Kasus Pemerkosaan di Ponpes Ash-Sholihah: Laporan, Penyelidikan, dan Tanggapan Berbeda
Rangkuman gabungan dari 3 media · disusun dengan AI
Tiga sumber melaporkan kasus dugaan pemerkosaan NH terhadap mantan santriwati FN di Pondok Pesantren Ash-Sholihah, Jonggrangan, Sleman. FN dilaporkan hamil dan keluarga mengajukan laporan ke Polresta Sleman.
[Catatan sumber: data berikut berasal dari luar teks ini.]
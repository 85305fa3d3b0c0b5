use std::sync::Arc;

use anyhow::Result;
use mimalloc::MiMalloc;
use tracing_subscriber::{layer::SubscriberExt, util::SubscriberInitExt, EnvFilter};

use prompt_pilot::cli::{Cli, Commands, SessionCommand};
use prompt_pilot::{
    models, BrowserClient, Config, FileSessionStore, MemorySessionStore, Pilot, SessionStore,
};

#[global_allocator]
static GLOBAL: MiMalloc = MiMalloc;

#[tokio::main]
async fn main() {
    if let Err(e) = run().await {
        eprintln!("error: {e:#}");
        std::process::exit(1);
    }
}

async fn run() -> Result<()> {
    // a missing .env is fine
    let _ = dotenvy::dotenv();

    let cli = Cli::parse_args();
    init_tracing(cli.debug);

    let mut config = Config::from_env();
    if let Some(path) = &cli.session_file {
        config.session_file.clone_from(path);
    }
    config.debug = cli.debug;

    let store: Arc<dyn SessionStore> = if cli.ephemeral {
        Arc::new(MemorySessionStore::new())
    } else {
        Arc::new(FileSessionStore::new(config.session_file.clone()))
    };

    match cli.command {
        Commands::Ask {
            prompt,
            model,
            keep_alive,
            headed,
        } => {
            // reject a bad alias before paying for a browser launch
            if let Some(alias) = &model {
                models::parse_alias_or_fail(alias)
                    .map_err(|e| anyhow::anyhow!("{} failed: {e}", e.stage()))?;
            }
            config.keep_alive |= keep_alive;
            config.headless &= !headed;
            config.validate()?;

            let browser = BrowserClient::launch(&config).await?;
            let pilot = Pilot::new(browser, store, config);
            let outcome = pilot.run_query(&prompt, model.as_deref(), cli.debug).await;
            if let Err(e) = pilot.into_driver().close().await {
                tracing::debug!("browser shutdown: {e:#}");
            }

            match outcome {
                Ok(response) => {
                    println!("{response}");
                    Ok(())
                }
                Err(e) => Err(anyhow::anyhow!("{} failed: {e}", e.stage())),
            }
        }
        Commands::Models => {
            let preferred = store.preferred_model();
            for descriptor in models::all() {
                let mut marks = Vec::new();
                if descriptor.is_default {
                    marks.push("default");
                }
                if preferred == Some(descriptor.id) {
                    marks.push("last used");
                }
                let marks = if marks.is_empty() {
                    String::new()
                } else {
                    format!(" ({})", marks.join(", "))
                };
                println!("{:<6} {}{marks}", descriptor.id.tag(), descriptor.display_name);
                println!("       {}", descriptor.description);
                println!("       aliases: {}", descriptor.aliases.join(", "));
            }
            Ok(())
        }
        Commands::Login => {
            config.headless = false;
            config.validate()?;
            let browser = BrowserClient::launch(&config).await?;
            let pilot = Pilot::new(browser, store, config);
            let result = pilot.login().await;
            if let Err(e) = pilot.into_driver().close().await {
                tracing::debug!("browser shutdown: {e:#}");
            }
            let count = result?;
            println!("Saved {count} cookies.");
            Ok(())
        }
        Commands::Session { command } => {
            match command {
                SessionCommand::Show => match store.load() {
                    Some(record) => {
                        println!("file:        {}", config.session_file.display());
                        println!("version:     {}", record.version);
                        println!("cookies:     {}", record.cookies.len());
                        println!(
                            "model:       {}",
                            record.preferred_model.map_or("-", |m| m.tag())
                        );
                        if let Some(history) = &record.model_selection_history {
                            println!(
                                "selected:    {} via {:?}{}",
                                history.last_selection.to_rfc3339(),
                                history.selection_method,
                                if history.fallback_used { " (dropdown fallback)" } else { "" }
                            );
                        }
                        println!("last used:   {}", record.last_used.to_rfc3339());
                    }
                    None => println!("No stored session."),
                },
                SessionCommand::Clear => {
                    store.clear();
                    println!("Session cleared.");
                }
            }
            Ok(())
        }
    }
}

fn init_tracing(debug: bool) {
    let default = if debug { "prompt_pilot=debug" } else { "prompt_pilot=info" };
    let env_filter = EnvFilter::try_from_default_env().unwrap_or_else(|_| EnvFilter::new(default));

    tracing_subscriber::registry()
        .with(env_filter)
        .with(tracing_subscriber::fmt::layer().with_writer(std::io::stderr))
        .init();
}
Menurut CNN Indonesia, laporan kepolisian dilakukan setelah dugaan kejadian pada Desember 2025 dan Januari 2026, sementara kumparan menyatakan laporan resmi diterima pada 7 September 2026. JPNN.com menyebutkan laporan diajukan pada 7 September 2024, dengan kuasa hukum korban, Gusti Rian Saputra, melengkapi berkas pada 10 September 2024. Ketiganya membenarkan adanya dua insiden kekerasan seksual yang terjadi pada periode yang sama.
Ponpes Ash-Sholihah memberikan respons yang berbeda terkait dugaan ini. CNN Indonesia menyatakan bahwa ponpes membantah klaim pemerkosaan, menyatakan FN sebagai pihak ketiga dalam perselingkuhan antara NH dan istri NH, bukan korban. Sebaliknya, kumparan dan JPNN.com menyampaikan bahwa NH telah dipecat dari jabatannya sebagai pengasuh setelah penyelidikan internal pada Juli 2026 akibat dugaan perselingkuhan. Ponpes juga dikabarkan memfasilitasi nikah siri antara NH dan FN pada 7 Juli 2026, menurut kumparan.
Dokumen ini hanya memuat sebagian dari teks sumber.